ORION INDUSTRIES INCORPORATED

Terms and Conditions of Purchase

Unless otherwise expressly agreed in writing, all purchases are made in acceptance with and subject to the following terms and conditions:

1. ACCEPTANCE
The execution and return of the copy of this Purchase Order by the seller, or the seller commencement of delivery pursuant to this Purchase Order, constitutes acceptance of this Purchase Order by the seller. Acceptance of this Purchase Order is limited to and conditioned upon acceptance of the terms set forth below, which terms cannot be altered of amended without Buyer's express written agreement. Acceptance shall be binding upon the Seller and the Seller's successors and assigns. These terms and conditions, together with such modifications and with such data relating to price and delivery as are accepted in written by Buyer, constitute the entire agreement between the parties. The rights of both parties hereunder shall be in addition to their rights and remedies at law or equity. Failure of Buyers to enforce any of its rights shall not constitute waiver of such rights or of any other rights.
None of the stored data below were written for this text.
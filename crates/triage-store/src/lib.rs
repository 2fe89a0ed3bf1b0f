//! Triage Store
//!
//! Ticket graph store of the case-management core.
//!
//! # Overview
//!
//! - [`TicketStore`]: ticket CRUD, listing, field-level edits, playbooks,
//!   relation edges and the activity log
//! - [`FilterHooks`]: access control injected at construction
//! - [`RequestContext`]: acting user, groups, cancellation and deadline
//! - [`MemoryBackend`]: document collection, relation table and artifact index
//! - [`StoreConfig`]: tuning knobs, loadable from TOML
//!
//! Writes publish [`triage_bus::ChangeEvent`]s on the store's bus;
//! [`TicketStore::spawn_index_sync`] keeps the search index in step with them.
//!
//! # Example
//!
//! ```rust
//! use std::sync::Arc;
//! use triage_index::MemoryIndex;
//! use triage_model::TicketForm;
//! use triage_store::{AllowAll, RequestContext, TicketStore};
//! use triage_workflow::JobQueue;
//!
//! # #[tokio::main(flavor = "current_thread")]
//! # async fn main() {
//! let store = TicketStore::new(
//!     Arc::new(MemoryIndex::new()),
//!     Arc::new(AllowAll),
//!     Arc::new(JobQueue::new()),
//! );
//! let ctx = RequestContext::for_user("bob");
//!
//! let created = store.create(&ctx, vec![TicketForm::new("Phishing", "alert")]).await.unwrap();
//! let view = store.get(&ctx, created[0].id).await.unwrap();
//! assert_eq!(view.ticket.ticket.status, "open");
//! # }
//! ```

#![warn(missing_docs)]

pub mod backend;
pub mod config;
pub mod context;
pub mod error;
pub mod hooks;
pub mod store;
mod sync;
pub mod telemetry;

// Re-exports
pub use backend::{Cursor, MemoryBackend};
pub use config::{ConfigError, StoreConfig};
pub use context::RequestContext;
pub use error::StoreError;
pub use hooks::{merge_document, AccessListHooks, AllowAll, FilterHooks};
pub use store::{ListParams, TicketStore};
pub use telemetry::{init_json_tracing, init_tracing};

/// Prelude module for common imports
pub mod prelude {
    //! Common imports for working with the store
    pub use crate::{FilterHooks, ListParams, RequestContext, StoreError, TicketStore};
}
2. DELIVERY; NOTICE OF LABOR DISPUTES
Time is of the essence in the performance of this Purchase Order. If delivery cannot be met, the Seller shall promptly notify Buyer of the earliest possible date for delivery. Notwithstanding such notice, and unless a substitute delivery date has been expressly agreed to by Buyer in writing, the Seller's failure to effect delivery in the date specified shall entitle Buyer to cancel this order without liability to the Seller, to purchase substitute items elsewhere, and to hold the Seller accountable for any loss or additional costs incurred. Seller shall notify Buyer immediately of any actual or potential labor dispute which is delaying or threatens to delay the timely performance of this order.

3. PRICES
All prices shall be stated in this Purchase Order. If no price is stated for any item. Buyer will not be bound to any prices or deliveries to which Buyer has not specifically agreed in writing.

4. QUANTITIES
Unless Buyer has otherwise agreed in writing, the Seller must deliver the exact quantities specified. Buyer also reserves the right to refuse or return at Seller's risk and expense shipment made in excess of Buyer's orders or in advance of required schedules or to defer payments on advanced deliveries until scheduled delivery dates.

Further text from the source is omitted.